Ever since boyhood I have had an urge to join. I can write my own autobiography in clubs and societies, each one pinpointing a different need and a distinct life-phase. First, there was the Tufty Club, founded by the Royal Society for the Prevention of Accidents in 1961, but with a membership of two million at its peak in 1973. Based around a stiffly-animated but sensible squirrel, I dimly remember watching some road safety films in a church hall and having a badge, but little else. I was under five, the club’s target age.

More significantly came the Warlord Secret Agent Club, a covert society run from the pages of the boys’ war comic (home of Union Jack Jackson and unreconstructed dialogue like “Take that, my slant-eyed friend!”). For a 20p postal order you got a wallet, badge and code-breaker. Ideal accessories for the combat games my brother and I played around the fields and building sites of suburban Northampton.

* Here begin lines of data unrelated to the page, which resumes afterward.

//! Command invocation and result normalization for the deskpilot CLI.
//!
//! One command line in, one result envelope out: tokens are parsed into an
//! immutable invocation, the policy gate runs before anything is resolved,
//! the router calls exactly one operation, and the normalizer folds whatever
//! came back - prose, JSON or a failure - into the envelope. On a failed
//! outcome, best-effort diagnostic artifacts are collected when requested.

use std::env;

use anyhow::Result;
use tracing::Level;
use tracing_subscriber::EnvFilter;

pub mod artifacts;
pub mod envelope;
pub mod error;
pub mod invocation;
pub mod options;
pub mod policy;
pub mod router;
pub mod tools;

use envelope::{Envelope, InputEcho};
use error::CliError;
use invocation::Invocation;
use options::OptionMap;
use tools::ToolSuite;

/// The envelope plus the rendering switch, which is needed even when the
/// invocation itself could not be built.
pub struct RunOutcome {
    pub envelope: Envelope,
    pub pretty: bool,
}

/// Run one invocation end to end. Every failure is converted into an
/// envelope here; nothing escapes to the process boundary.
///
/// The tool suite is built lazily through `make_tools`, after the policy
/// gate has passed - a denied invocation never constructs an operation or
/// touches its backing capability.
pub async fn run<T, F>(tokens: &[String], make_tools: F) -> RunOutcome
where
    T: ToolSuite + 'static,
    F: FnOnce() -> Result<T>,
{
    let invocation = match Invocation::from_tokens(tokens) {
        Ok(invocation) => invocation,
        Err(e) => {
            // No invocation means no reliable flags; scan the raw tokens so
            // --pretty still works on a malformed command line.
            let pretty = OptionMap::parse(tokens).get_bool("pretty", false).unwrap_or(false);
            return RunOutcome {
                envelope: Envelope::from_error(&e, InputEcho::tokens(tokens)),
                pretty,
            };
        }
    };

    let input = InputEcho::command(&invocation);
    let mut tools: Option<T> = None;
    let mut envelope = match execute(&invocation, &mut tools, make_tools, input.clone()).await {
        Ok(envelope) => envelope,
        Err(e) => Envelope::from_error(&e, input),
    };

    if !envelope.success && invocation.snapshot_on_error {
        let session = invocation
            .session
            .clone()
            .unwrap_or_else(artifacts::generate_session_id);
        envelope.artifacts =
            artifacts::collect(&session, tools.as_ref().map(|t| t as &dyn ToolSuite)).await;
        envelope.session = Some(session);
    } else if invocation.session.is_some() {
        envelope.session = invocation.session.clone();
    }

    RunOutcome {
        envelope,
        pretty: invocation.pretty,
    }
}

async fn execute<T, F>(
    invocation: &Invocation,
    tools_slot: &mut Option<T>,
    make_tools: F,
    input: InputEcho,
) -> Result<Envelope, CliError>
where
    T: ToolSuite + 'static,
    F: FnOnce() -> Result<T>,
{
    policy::ensure_allowed(invocation)?;

    let tools = make_tools()
        .map_err(|e| CliError::Internal(format!("failed to initialize operations: {e:#}")))?;
    let tools = tools_slot.insert(tools);

    let dispatched = router::dispatch(invocation, &*tools).await?;
    Ok(envelope::normalize(&dispatched.tool, dispatched.raw, input))
}

/// Route diagnostics to stderr so stdout stays machine-parseable.
pub fn init_logging() -> Result<()> {
    let log_level = env::var("LOG_LEVEL")
        .map(|level| match level.to_lowercase().as_str() {
            "error" => Level::ERROR,
            "warn" => Level::WARN,
            "info" => Level::INFO,
            "debug" => Level::DEBUG,
            _ => Level::INFO,
        })
        .unwrap_or(Level::INFO);

    tracing_subscriber::fmt()
        .with_env_filter(EnvFilter::from_default_env().add_directive(log_level.into()))
        .with_writer(std::io::stderr)
        .with_ansi(false)
        .init();

    Ok(())
}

I simultaneously joined the school choir, getting in touch with my inner softy, and the Airfix Modellers Club (membership no. 106339). There was also the Dennis The Menace Fang Club, whose black plastic wallet contained top secret passwords D.I.N.G. and D.O.N.G. (which stood for Dennis Is Never Good and Dennis Owns Naughty Gnasher). In 1978, when I reached upper school, I flirted with the Weston Favell Bird-Watching Club and notched up just the one field trip before self-consciously letting my membership lapse. The shifting musical tastes of a teenager are mapped by the ELO Fan Club (a certificate and five bent Walkerprints, 1979) followed by the 999 International Information Service (late discovery of punk rock, 1981; a few Xeroxed newsletters).

My coming of age is marked by membership cards for the Nene College Film Society, the NUS and the AA, whose motto in 1984 was “It’s great to know you belong.” Then it’s The Whale And Dolphin Conservation Society (waking up to environmental issues in the late 80s), The Labour Party (lapsed after general election defeat, 1992), the NUJ (first job in journalism, plus first strike), Canons Health Club (mid-90s, didn’t we all?), the Soil Association (hardcore organic lifestyle badge of honour), RSPCA, PDSA (you get a Certificate Of Friendship), IFAW, WWF, CPL (once you’re on one acronymic animal charity’s mailing list …).

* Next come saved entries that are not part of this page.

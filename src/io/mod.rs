mod http;
mod local;
mod memory;

pub use http::{HttpConnector, HttpRangeReader};
pub use local::{LocalConnector, LocalFileReader};
pub use memory::MemoryReader;

use std::sync::Arc;
use std::sync::atomic::{AtomicU64, Ordering};

use async_trait::async_trait;

use crate::error::{Error, Result};

/// Random access reading from a data source of fixed length.
///
/// Implementations are single-use: one extraction drives one source at a
/// time. Nothing here promises that concurrent callers see a consistent view.
#[async_trait]
pub trait ReadAt: Send + Sync {
    /// Total size of the data source, discovered on first call and cached.
    async fn length(&self) -> Result<u64>;

    /// Read `len` bytes starting at `offset`.
    ///
    /// `len` is clamped to the end of the source. Fails with
    /// [`Error::Range`] when `offset` is at or past the end, and with
    /// [`Error::ShortRead`] when the source delivered fewer bytes than the
    /// clamped length.
    async fn read_at(&self, offset: u64, len: u64) -> Result<Vec<u8>>;
}

/// Produces a fresh [`ReadAt`] source for each archive open attempt.
#[async_trait]
pub trait Connector: Send + Sync {
    type Source: ReadAt + 'static;

    async fn connect(&self) -> Result<Self::Source>;
}

/// Half-open byte interval `[start, end)` within a resource.
#[derive(Debug, Clone, Copy, PartialEq, Eq)]
pub struct ByteRange {
    pub start: u64,
    pub end: u64,
}

impl ByteRange {
    /// Build the range a read of `len` bytes at `offset` actually covers.
    ///
    /// Returns `None` for zero-length reads, which need no request at all.
    pub fn for_read(offset: u64, len: u64, total: u64) -> Result<Option<Self>> {
        if offset >= total {
            return Err(Error::Range {
                offset,
                length: total,
            });
        }
        if len == 0 {
            return Ok(None);
        }

        let end = offset.saturating_add(len).min(total);
        Ok(Some(Self { start: offset, end }))
    }

    pub fn len(&self) -> u64 {
        self.end - self.start
    }

    pub fn is_empty(&self) -> bool {
        self.start == self.end
    }

    /// Value for the HTTP `Range` header (inclusive end).
    pub fn header_value(&self) -> String {
        format!("bytes={}-{}", self.start, self.end - 1)
    }
}

/// Running count of bytes pulled over the network.
///
/// Owned by the caller and handed to every source it creates, so a single
/// counter spans all open attempts of one extraction.
#[derive(Debug, Clone, Default)]
pub struct TransferStats {
    bytes: Arc<AtomicU64>,
}

impl TransferStats {
    pub fn new() -> Self {
        Self::default()
    }

    pub fn add(&self, n: u64) {
        self.bytes.fetch_add(n, Ordering::Relaxed);
    }

    pub fn bytes(&self) -> u64 {
        self.bytes.load(Ordering::Relaxed)
    }
}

These days I belong to a whole portfolio of pointless online clubs which require no more effort than checking your email inbox. Even though I don’t especially like her, last year I joined the Pat Benatar Fan Club. Why? Well, I was feeling insecure, having turned 39 and moved to Surrey. And the name caught my eye when I typed “fan club” into a search engine. I could have joined the Hans Zimmer Fan Club or Baseline, the Andre Agassi Fan Club. I chose Pat’s because I could only name one of her hits, Love Is A Battlefield, and she seemed a very 80s person to have an ongoing fan club. I wanted to join and find out more.

On the same day I signed up for Benatar-News, “the Pat Benatar Fan Club News listserver”; the On The Buses Fan Club, whose first newsletter would inform me when the 70s sitcom was next repeated, provide the answer to a previous competition (“Mum used green stamps instead of money to buy her fun wig”) and sign off with a heart-warming “Ding ding!”; and Jane’s, the defence organisation, for free access to Jane’s News Briefs, Sentinel Risk Pointers and Defence Glossary (“a database containing over 20,000 defence-related acronyms and abbreviations”).

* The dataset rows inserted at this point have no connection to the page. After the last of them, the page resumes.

#![allow(dead_code)]

use std::io::Write;
use std::sync::Arc;
use std::sync::atomic::{AtomicUsize, Ordering};
use std::time::Duration;

use flate2::Compression;
use flate2::write::DeflateEncoder;
use tokio::io::{AsyncReadExt, AsyncWriteExt};
use tokio::net::{TcpListener, TcpStream};

/// Builds small ZIP archives in memory.
#[derive(Default)]
pub struct ZipBuilder {
    data: Vec<u8>,
    central: Vec<u8>,
    count: u16,
}

impl ZipBuilder {
    pub fn new() -> Self {
        Self::default()
    }

    pub fn stored(self, name: &str, content: &[u8]) -> Self {
        self.add(name, content, 0)
    }

    pub fn deflated(self, name: &str, content: &[u8]) -> Self {
        self.add(name, content, 8)
    }

    /// Entry whose method field is `method` but whose bytes are stored.
    pub fn with_method(self, name: &str, content: &[u8], method: u16) -> Self {
        self.add(name, content, method)
    }

    fn add(mut self, name: &str, content: &[u8], method: u16) -> Self {
        let crc = crc32fast::hash(content);
        let payload = if method == 8 {
            let mut encoder = DeflateEncoder::new(Vec::new(), Compression::default());
            encoder.write_all(content).unwrap();
            encoder.finish().unwrap()
        } else {
            content.to_vec()
        };
        let offset = self.data.len() as u32;
        // 1980-01-01 00:00
        let (time, date) = (0u16, 0x21u16);

        let lfh = &mut self.data;
        lfh.extend_from_slice(b"PK\x03\x04");
        lfh.extend_from_slice(&20u16.to_le_bytes());
        lfh.extend_from_slice(&0u16.to_le_bytes());
        lfh.extend_from_slice(&method.to_le_bytes());
        lfh.extend_from_slice(&time.to_le_bytes());
        lfh.extend_from_slice(&date.to_le_bytes());
        lfh.extend_from_slice(&crc.to_le_bytes());
        lfh.extend_from_slice(&(payload.len() as u32).to_le_bytes());
        lfh.extend_from_slice(&(content.len() as u32).to_le_bytes());
        lfh.extend_from_slice(&(name.len() as u16).to_le_bytes());
        lfh.extend_from_slice(&0u16.to_le_bytes());
        lfh.extend_from_slice(name.as_bytes());
        lfh.extend_from_slice(&payload);

        let cd = &mut self.central;
        cd.extend_from_slice(b"PK\x01\x02");
        cd.extend_from_slice(&20u16.to_le_bytes());
        cd.extend_from_slice(&20u16.to_le_bytes());
        cd.extend_from_slice(&0u16.to_le_bytes());
        cd.extend_from_slice(&method.to_le_bytes());
        cd.extend_from_slice(&time.to_le_bytes());
        cd.extend_from_slice(&date.to_le_bytes());
        cd.extend_from_slice(&crc.to_le_bytes());
        cd.extend_from_slice(&(payload.len() as u32).to_le_bytes());
        cd.extend_from_slice(&(content.len() as u32).to_le_bytes());
        cd.extend_from_slice(&(name.len() as u16).to_le_bytes());
        cd.extend_from_slice(&0u16.to_le_bytes());
        cd.extend_from_slice(&0u16.to_le_bytes());
        cd.extend_from_slice(&0u16.to_le_bytes());
        cd.extend_from_slice(&0u16.to_le_bytes());
        cd.extend_from_slice(&0u32.to_le_bytes());
        cd.extend_from_slice(&offset.to_le_bytes());
        cd.extend_from_slice(name.as_bytes());

        self.count += 1;
        self
    }

    pub fn finish(self) -> Vec<u8> {
        let cd_offset = self.data.len() as u32;
        let cd_size = self.central.len() as u32;

        let mut out = self.data;
        out.extend_from_slice(&self.central);
        out.extend_from_slice(b"PK\x05\x06");
        out.extend_from_slice(&0u16.to_le_bytes());
        out.extend_from_slice(&0u16.to_le_bytes());
        out.extend_from_slice(&self.count.to_le_bytes());
        out.extend_from_slice(&self.count.to_le_bytes());
        out.extend_from_slice(&cd_size.to_le_bytes());
        out.extend_from_slice(&cd_offset.to_le_bytes());
        out.extend_from_slice(&0u16.to_le_bytes());
        out
    }
}

/// The two-entry fixture: `A.txt` = "hello", `B.txt` = "world".
pub fn hello_world_zip() -> Vec<u8> {
    ZipBuilder::new()
        .stored("A.txt", b"hello")
        .deflated("B.txt", b"world")
        .finish()
}

/// How the test server misbehaves.
#[derive(Clone, Default)]
pub struct ServerOptions {
    /// Answer `HEAD` with `Accept-Ranges: bytes`.
    pub head_ranges: bool,
    /// Ignore `Range` and send the full body with `200`.
    pub ignore_ranges: bool,
    /// Drop this many bytes from the end of every ranged response.
    pub short_by: usize,
    /// Accept connections but never answer.
    pub stall: bool,
    /// Answer every request with this status and no body.
    pub status: Option<u16>,
}

pub struct TestServer {
    pub url: String,
    pub requests: Arc<AtomicUsize>,
}

impl TestServer {
    pub fn request_count(&self) -> usize {
        self.requests.load(Ordering::SeqCst)
    }
}

/// Minimal HTTP/1.1 server over `body`, one request per connection.
pub async fn spawn_server(body: Vec<u8>, options: ServerOptions) -> TestServer {
    let listener = TcpListener::bind("127.0.0.1:0").await.unwrap();
    let addr = listener.local_addr().unwrap();
    let body = Arc::new(body);
    let requests = Arc::new(AtomicUsize::new(0));

    let counter = requests.clone();
    tokio::spawn(async move {
        while let Ok((sock, _)) = listener.accept().await {
            let body = body.clone();
            let options = options.clone();
            let counter = counter.clone();
            tokio::spawn(async move {
                let _ = handle(sock, &body, &options, &counter).await;
            });
        }
    });

    TestServer {
        url: format!("http://{addr}/firmware.ipsw"),
        requests,
    }
}

async fn handle(
    mut sock: TcpStream,
    body: &[u8],
    options: &ServerOptions,
    counter: &AtomicUsize,
) -> std::io::Result<()> {
    let mut head: Vec<u8> = Vec::new();
    let mut buf = [0u8; 1024];
    while !head.windows(4).any(|w| w == b"\r\n\r\n") {
        let n = sock.read(&mut buf).await?;
        if n == 0 {
            return Ok(());
        }
        head.extend_from_slice(&buf[..n]);
    }
    counter.fetch_add(1, Ordering::SeqCst);

    if options.stall {
        tokio::time::sleep(Duration::from_secs(3600)).await;
        return Ok(());
    }

    let text = String::from_utf8_lossy(&head);
    let mut lines = text.split("\r\n");
    let method = lines
        .next()
        .and_then(|l| l.split_whitespace().next())
        .unwrap_or("")
        .to_string();
    let range = lines.find_map(|line| {
        let (name, value) = line.split_once(':')?;
        name.trim()
            .eq_ignore_ascii_case("range")
            .then(|| value.trim().to_string())
    });

    let total = body.len();
    let (status, extra, payload): (u16, String, &[u8]) = if let Some(code) = options.status {
        (code, String::new(), &[][..])
    } else if method == "HEAD" {
        let accept = if options.head_ranges {
            "Accept-Ranges: bytes\r\n"
        } else {
            ""
        };
        let response = format!(
            "HTTP/1.1 200 OK\r\nContent-Length: {total}\r\n{accept}Connection: close\r\n\r\n"
        );
        sock.write_all(response.as_bytes()).await?;
        return sock.shutdown().await;
    } else {
        match range.as_deref().and_then(parse_range) {
            Some((start, end)) if !options.ignore_ranges => {
                if start >= total {
                    (416, format!("Content-Range: bytes */{total}\r\n"), &[][..])
                } else {
                    let end = end.min(total - 1);
                    let mut slice = &body[start..=end];
                    let cut = options.short_by.min(slice.len() - 1);
                    slice = &slice[..slice.len() - cut];
                    (
                        206,
                        format!(
                            "Content-Range: bytes {start}-{}/{total}\r\n",
                            start + slice.len() - 1
                        ),
                        slice,
                    )
                }
            }
            _ => (200, String::new(), body),
        }
    };

    let reason = match status {
        200 => "OK",
        206 => "Partial Content",
        404 => "Not Found",
        416 => "Range Not Satisfiable",
        _ => "Error",
    };
    let response = format!(
        "HTTP/1.1 {status} {reason}\r\nContent-Length: {}\r\n{extra}Connection: close\r\n\r\n",
        payload.len()
    );
    sock.write_all(response.as_bytes()).await?;
    sock.write_all(payload).await?;
    sock.shutdown().await
}

fn parse_range(value: &str) -> Option<(usize, usize)> {
    let spec = value.strip_prefix("bytes=")?;
    let (start, end) = spec.split_once('-')?;
    Some((start.parse().ok()?, end.parse().ok()?))
}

It goes without saying that signing up online is too easy. What, no postal order? No agonising wait for your SAE, bulging with documentation, badge and perhaps money-off vouchers? All you get these days is a login and a password. Who would want to join a club that’s so easy to join? At least when Groucho famously resigned from the exclusive Friar’s Club in New York with the words, “I don’t want to belong to any club that will accept me as a member,” he did so by telegram.

Proper club-joining should involve some physical effort and a field trip. Hence my recent application to MENSA. “Do you want to meet like-minded people?” asked the brochure. “Are you looking for intellectual stimulation? Take the first step to membership – NOW!”

Anyone can take the MENSA Home Test. I did, and excitedly sent off my answers. I scored 143, putting me in the “top three percentile” and earning me the chance to do the Supervised IQ Test for £9.95 at University College London with 29 other hopefuls, all at least half my age, and one bright spark aged 10. “People in MENSA are a bit mad,” said the bearded adjudicator. “Cleverness complicates rather than simplifies life.”

I’ll never know. I scored 138 and 106 on the two papers and was barred entry (“Under the rules of membership you are not allowed to retake this test for 12 months,” wrote Ms H Oliver, Testing & Admissions Coordinator).

The Tony Hancock Appreciation Society (est. 1976) required no such aggravation, just a tenner. As well as The Missing Page magazine and access to the archive library, joining offered me the chance to attend my first annual Reunion Dinner, along with 86 like-minded members (mostly older chaps whose wives stayed at home) at the Quality Hotel, Bournemouth, where Hancock lived as a boy. We swapped memorabilia, entered a “fun quiz” (41 out of 45), watched episodes and queued halfway round the dining room to get our menu cards autographed by special guest June Whitfield. I returned to Surrey satisfied that it really is great to know you belong.

And there was a copy of The Teapot Times waiting for me on the mat. Worth joining the Clipper Tea Club too.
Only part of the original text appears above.